Why get a PC with an SSD drive instead of a regular Hard Drive? SSD drives are faster and theoretically will last longer since they don’t have moving parts. This week I was installing Windows updates to a PC at the MT 43 News office. Windows updates are very large and can take a long time to download and install. I have been doing Windows 10 updates for many years on a lot of different PCs and have watched the performance of the PC while the updates are being applied.

My laptop has a standard HDD drive. When the updates are being applied the usage of the HDD goes to 100% and the Central Processing Unit (CPU) usage drops to around 3-5%. That means that the PC is basically spending a lot of time waiting for reads and writes to my hard drive to complete. Most of the 30-45 minutes it takes to download and install the update is spent waiting for my hard drive to do its work.

The computer at MT 43 News uses a small (256GB) Solid State Drive (SSD). As usual, I monitored the performance of the PC while the Windows update was running – and the results were stunning.

The usage on the SSD ran about 30% (instead of 100% on my standard hard drive) and the CPU usage ran 30-35% (instead of 3-5%). Instead of taking 35-40 minutes to do the Windows update, it took about 5 minutes!

The slowest activity on any computer is reading/writing from a storage device. The CPU is extremely fast so computers tend to spend a lot of time waiting for reading/writing to complete.
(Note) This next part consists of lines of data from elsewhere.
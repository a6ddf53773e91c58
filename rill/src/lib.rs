//! An embeddable interpreter for a small line-oriented scripting language.
//!
//! The language has assignments, `if`/`elif`/`else`, counted `for` loops,
//! `goto` with labels, and installable native functions.  There is no syntax
//! tree: the interpreter executes straight off the token stream, which keeps
//! the runtime small and makes single-statement stepping natural.
//!
//! The core performs no I/O.  Side effects reach the host through installed
//! [`builtins::Library`] actions and through the interpreter's output buffer:
//!
//! ```
//! use rill::interp::Interpreter;
//!
//! let mut interp = Interpreter::new();
//! interp.run("x = 6\nx * 7").unwrap();
//! assert_eq!(interp.take_output(), vec!["42"]);
//! ```

pub mod builtins;
pub mod cli;
pub mod error;
pub mod interp;
pub mod lexer;
pub mod value;

pub use builtins::{Library, NativeAction, NativeFn, RandomLibrary, StandardLibrary};
pub use error::{CallError, ErrorKind, ScriptError};
pub use interp::{Interactive, Interpreter};
pub use value::Value;
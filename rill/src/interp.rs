//! The script interpreter.
//!
//! [`Interpreter`] is a fused parser/evaluator: it executes straight off the
//! [`Lexer`]'s token stream with no syntax tree, resolving control flow by
//! re-scanning tokens and tracking block nesting.  A `for` header is re-parsed
//! on every iteration (the lexer cursor is moved back to the recorded header
//! location), so header parsing must be idempotent: only a *fresh* entry,
//! where the top block context is not already a `for` over the same variable,
//! initialises the counter.
//!
//! Three entry points sit on one dispatcher:
//!
//! - [`Interpreter::run`] — batch: execute a source to completion.
//! - [`Interpreter::step`] — execute exactly one statement, preserving all
//!   state between calls, so a host can interleave script execution with its
//!   own per-tick work.
//! - [`Interpreter::run_interactive`] — REPL: accumulate typed lines until
//!   every opened `if`/`for` block is closed, then run the buffer as a batch.
//!
//! The interpreter owns its variable environment, label table, and block
//! context stack exclusively; hosts needing concurrent scripts use one
//! interpreter per script.

use std::collections::HashMap;

use crate::builtins::{Library, NativeAction, NativeFn, StandardLibrary};
use crate::error::{CallError, ErrorKind, ScriptError};
use crate::lexer::{Lexer, Location, TokenKind};
use crate::value::{BinaryOp, Value};

// ── Block context ─────────────────────────────────────────────────────────────

#[derive(Debug, Clone)]
enum ClauseKind {
    If,
    For { var: String },
}

/// Runtime record of an open `if` or `for` construct.
#[derive(Debug, Clone)]
struct Clause {
    kind: ClauseKind,
    /// Statement-start location of the opening keyword; `for` re-entry seeks
    /// the lexer back here.
    location: Location,
}

// ── Interactive outcome ───────────────────────────────────────────────────────

/// Result of feeding one line to [`Interpreter::run_interactive`].
#[derive(Debug, Clone, Copy, PartialEq, Eq)]
pub enum Interactive {
    /// The line opened a block that is not closed yet; input was buffered.
    Deferred,
    /// The accumulated buffer was executed and cleared.
    Completed,
}

// ── Operator precedence ───────────────────────────────────────────────────────

/// Binary operator for a token, if the token may appear in binary position.
fn binary_op_of(kind: TokenKind) -> Option<BinaryOp> {
    match kind {
        TokenKind::Plus => Some(BinaryOp::Add),
        TokenKind::Minus => Some(BinaryOp::Sub),
        TokenKind::Star => Some(BinaryOp::Mul),
        TokenKind::Slash => Some(BinaryOp::Div),
        TokenKind::SlashSlash => Some(BinaryOp::FloorDiv),
        TokenKind::Percent => Some(BinaryOp::Rem),
        TokenKind::StarStar => Some(BinaryOp::Pow),
        TokenKind::Eq => Some(BinaryOp::Eq),
        TokenKind::Ne => Some(BinaryOp::Ne),
        TokenKind::Lt => Some(BinaryOp::Lt),
        TokenKind::Gt => Some(BinaryOp::Gt),
        TokenKind::Le => Some(BinaryOp::Le),
        TokenKind::Ge => Some(BinaryOp::Ge),
        TokenKind::And => Some(BinaryOp::And),
        TokenKind::Or => Some(BinaryOp::Or),
        _ => None,
    }
}

/// Fixed precedence, tightest binding first.
fn precedence(op: BinaryOp) -> u8 {
    match op {
        BinaryOp::Pow => 0,
        BinaryOp::Mul | BinaryOp::Div | BinaryOp::FloorDiv | BinaryOp::Rem => 1,
        BinaryOp::Add | BinaryOp::Sub => 2,
        BinaryOp::Eq | BinaryOp::Ne | BinaryOp::Lt | BinaryOp::Gt | BinaryOp::Le | BinaryOp::Ge => 3,
        BinaryOp::And => 5,
        BinaryOp::Or => 6,
    }
}

const LOWEST_PREC: u8 = u8::MAX;

// ── Interpreter ───────────────────────────────────────────────────────────────

/// The statement dispatcher and expression engine.
pub struct Interpreter {
    source: String,
    lexer: Lexer,
    started: bool,
    exit: bool,
    statement_location: Location,

    vars: HashMap<String, Value>,
    labels: HashMap<String, Location>,
    clauses: Vec<Clause>,

    functions: HashMap<String, NativeFn>,
    actions: HashMap<String, NativeAction>,

    deferred_source: String,
    pending_nesting: i64,

    /// Lines produced by bare-expression echo, drained by the host.
    pub output: Vec<String>,
    last_result: Option<Value>,
    last_error: Option<ScriptError>,

    /// Statements executed over the interpreter's lifetime (diagnostics).
    pub total_statements: usize,
    /// Tokens scanned over the interpreter's lifetime (diagnostics).
    pub total_tokens: usize,
    tokens_before_load: usize,
}

impl Default for Interpreter {
    fn default() -> Self {
        Self::new()
    }
}
//! Installable function/action libraries and the built-in set.
//!
//! A [`Library`] bundles named callables of two shapes: *functions* return a
//! [`Value`] and may appear inside expressions; *actions* return nothing and
//! are invoked as statements, giving the host its side-effect channel (the
//! core itself performs no I/O).  Installing a library merges its entries into
//! the interpreter's lookup tables; re-installing a name overwrites the
//! previous entry.

use std::cell::Cell;
use std::rc::Rc;
use std::time::{SystemTime, UNIX_EPOCH};

use crate::error::{CallError, ErrorKind};
use crate::value::Value;

// ── Library interface ─────────────────────────────────────────────────────────

/// A pure callable: evaluated arguments in, one value out.
pub type NativeFn = Rc<dyn Fn(&[Value]) -> Result<Value, CallError>>;

/// A side-effecting callable usable only in statement position.
pub type NativeAction = Rc<dyn Fn(&[Value]) -> Result<(), CallError>>;

/// A named group of functions and actions that a host can install.
pub trait Library {
    fn name(&self) -> &'static str;

    fn functions(&self) -> Vec<(&'static str, NativeFn)> {
        Vec::new()
    }

    fn actions(&self) -> Vec<(&'static str, NativeAction)> {
        Vec::new()
    }
}

// ── Argument helpers ──────────────────────────────────────────────────────────

fn expect_arity(name: &str, args: &[Value], n: usize) -> Result<(), CallError> {
    if args.len() != n {
        return Err(CallError::new(
            ErrorKind::InvalidNumberOfArguments,
            format!("{name}: expected {n} argument(s), got {}", args.len()),
        ));
    }
    Ok(())
}

fn number_arg(name: &str, args: &[Value], index: usize) -> Result<f64, CallError> {
    match args.get(index) {
        Some(Value::Number(n)) => Ok(*n),
        Some(Value::Text(_)) => Err(CallError::new(
            ErrorKind::InvalidDataType,
            format!("{name}: argument {} must be a number", index + 1),
        )),
        None => Err(CallError::new(
            ErrorKind::InvalidNumberOfArguments,
            format!("{name}: missing argument {}", index + 1),
        )),
    }
}

fn parse_number(name: &str, value: &Value) -> Result<f64, CallError> {
    match value {
        Value::Number(n) => Ok(*n),
        Value::Text(s) => s.trim().parse::<f64>().map_err(|_| {
            CallError::new(
                ErrorKind::InvalidParameter,
                format!("{name}: cannot convert '{s}' to a number"),
            )
        }),
    }
}

// ── StandardLibrary ───────────────────────────────────────────────────────────

/// Type conversion and elementary math, installed by default.
pub struct StandardLibrary;

impl Library for StandardLibrary {
    fn name(&self) -> &'static str {
        "standard"
    }

    fn functions(&self) -> Vec<(&'static str, NativeFn)> {
        vec![
            ("typeof", Rc::new(type_of) as NativeFn),
            ("str", Rc::new(str_fn)),
            ("num", Rc::new(num_fn)),
            ("int", Rc::new(int_fn)),
            ("float", Rc::new(num_fn)),
            ("abs", Rc::new(|a| unary_math("abs", a, f64::abs))),
            ("min", Rc::new(min_fn)),
            ("max", Rc::new(max_fn)),
            ("floor", Rc::new(|a| unary_math("floor", a, f64::floor))),
            ("ceil", Rc::new(|a| unary_math("ceil", a, f64::ceil))),
            ("truncate", Rc::new(|a| unary_math("truncate", a, f64::trunc))),
            ("round", Rc::new(|a| unary_math("round", a, f64::round))),
        ]
    }
}

fn type_of(args: &[Value]) -> Result<Value, CallError> {
    expect_arity("typeof", args, 1)?;
    Ok(Value::Text(args[0].type_name().to_owned()))
}

fn str_fn(args: &[Value]) -> Result<Value, CallError> {
    expect_arity("str", args, 1)?;
    Ok(Value::Text(args[0].to_display_string()))
}

fn num_fn(args: &[Value]) -> Result<Value, CallError> {
    expect_arity("num", args, 1)?;
    Ok(Value::Number(parse_number("num", &args[0])?))
}

fn int_fn(args: &[Value]) -> Result<Value, CallError> {
    expect_arity("int", args, 1)?;
    Ok(Value::Number(parse_number("int", &args[0])?.trunc()))
}

fn unary_math(name: &str, args: &[Value], f: fn(f64) -> f64) -> Result<Value, CallError> {
    expect_arity(name, args, 1)?;
    Ok(Value::Number(f(number_arg(name, args, 0)?)))
}

fn min_fn(args: &[Value]) -> Result<Value, CallError> {
    fold_numbers("min", args, f64::min)
}

fn max_fn(args: &[Value]) -> Result<Value, CallError> {
    fold_numbers("max", args, f64::max)
}

fn fold_numbers(name: &str, args: &[Value], f: fn(f64, f64) -> f64) -> Result<Value, CallError> {
    if args.len() < 2 {
        return Err(CallError::new(
            ErrorKind::InvalidNumberOfArguments,
            format!("{name}: expected at least 2 arguments, got {}", args.len()),
        ));
    }
    let mut acc = number_arg(name, args, 0)?;
    for index in 1..args.len() {
        acc = f(acc, number_arg(name, args, index)?);
    }
    Ok(Value::Number(acc))
}

// ── RandomLibrary ─────────────────────────────────────────────────────────────

/// Pseudo-random helpers, opt-in.
///
/// Uses a small time-seeded xorshift generator; scripts that need
/// reproducibility can seed it explicitly through [`RandomLibrary::with_seed`].
pub struct RandomLibrary {
    state: Rc<Cell<u64>>,
}

impl RandomLibrary {
    pub fn new() -> Self {
        let seed = SystemTime::now()
            .duration_since(UNIX_EPOCH)
            .map(|d| d.as_nanos() as u64)
            .unwrap_or(0x9e3779b97f4a7c15);
        Self::with_seed(seed)
    }

    pub fn with_seed(seed: u64) -> Self {
        RandomLibrary {
            state: Rc::new(Cell::new(seed | 1)),
        }
    }

    /// Uniform draw in `[0, 1)`.
    fn next_unit(state: &Cell<u64>) -> f64 {
        let mut x = state.get();
        x ^= x << 13;
        x ^= x >> 7;
        x ^= x << 17;
        state.set(x);
        (x >> 11) as f64 / (1u64 << 53) as f64
    }
}

impl Default for RandomLibrary {
    fn default() -> Self {
        Self::new()
    }
}

impl Library for RandomLibrary {
    fn name(&self) -> &'static str {
        "random"
    }

    fn functions(&self) -> Vec<(&'static str, NativeFn)> {
        let random = {
            let state = Rc::clone(&self.state);
            move |args: &[Value]| -> Result<Value, CallError> {
                expect_arity("random", args, 0)?;
                Ok(Value::Number(Self::next_unit(&state)))
            }
        };
        let uniform = {
            let state = Rc::clone(&self.state);
            move |args: &[Value]| -> Result<Value, CallError> {
                expect_arity("uniform", args, 2)?;
                let min = number_arg("uniform", args, 0)?;
                let max = number_arg("uniform", args, 1)?;
                if min > max {
                    return Err(CallError::new(
                        ErrorKind::InvalidParameter,
                        "uniform: min must not exceed max",
                    ));
                }
                Ok(Value::Number(Self::next_unit(&state) * (max - min) + min))
            }
        };
        let randrange = {
            let state = Rc::clone(&self.state);
            move |args: &[Value]| -> Result<Value, CallError> {
                if args.len() != 2 && args.len() != 3 {
                    return Err(CallError::new(
                        ErrorKind::InvalidNumberOfArguments,
                        format!("randrange: expected 2 or 3 arguments, got {}", args.len()),
                    ));
                }
                let min = number_arg("randrange", args, 0)?;
                let max = number_arg("randrange", args, 1)?;
                let mut range = (max.trunc() - min.trunc()) as i64;
                if range <= 0 {
                    return Err(CallError::new(
                        ErrorKind::InvalidParameter,
                        "randrange: empty range",
                    ));
                }
                let mut step = 1.0;
                if args.len() == 3 {
                    step = number_arg("randrange", args, 2)?;
                    if step < 1.0 || step.fract() != 0.0 {
                        return Err(CallError::new(
                            ErrorKind::InvalidParameter,
                            "randrange: step must be a positive integer",
                        ));
                    }
                    range = (range as f64 / step).ceil() as i64;
                }
                let draw = (Self::next_unit(&state) * range as f64).trunc();
                Ok(Value::Number(min.trunc() + draw * step))
            }
        };
        let randint = {
            let state = Rc::clone(&self.state);
            move |args: &[Value]| -> Result<Value, CallError> {
                expect_arity("randint", args, 2)?;
                let min = number_arg("randint", args, 0)?.trunc();
                let max = number_arg("randint", args, 1)?.trunc();
                if min > max {
                    return Err(CallError::new(
                        ErrorKind::InvalidParameter,
                        "randint: min must not exceed max",
                    ));
                }
                let draw = (Self::next_unit(&state) * (max - min + 1.0)).trunc();
                Ok(Value::Number(min + draw.min(max - min)))
            }
        };
        vec![
            ("random", Rc::new(random) as NativeFn),
            ("uniform", Rc::new(uniform)),
            ("randrange", Rc::new(randrange)),
            ("randint", Rc::new(randint)),
        ]
    }
}

// ── Tests ─────────────────────────────────────────────────────────────────────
In fact, that lag time is how a computer can run more than one program at a time; when the CPU has to wait for a read/write operation to complete it has time to run other programs. The reason it only took 5 minutes to update Windows on the PC with a Solid State Drive is that the read/write operations are much, much faster so the CPU spends less time waiting and more time working.

So, the next time you need to buy a new PC really consider getting one with a Solid State Drive (SSD). It will probably give you less storage capacity, but if you don’t need a full terabyte (1000GB) you might consider the smaller SSD drive – your computer should perform much better!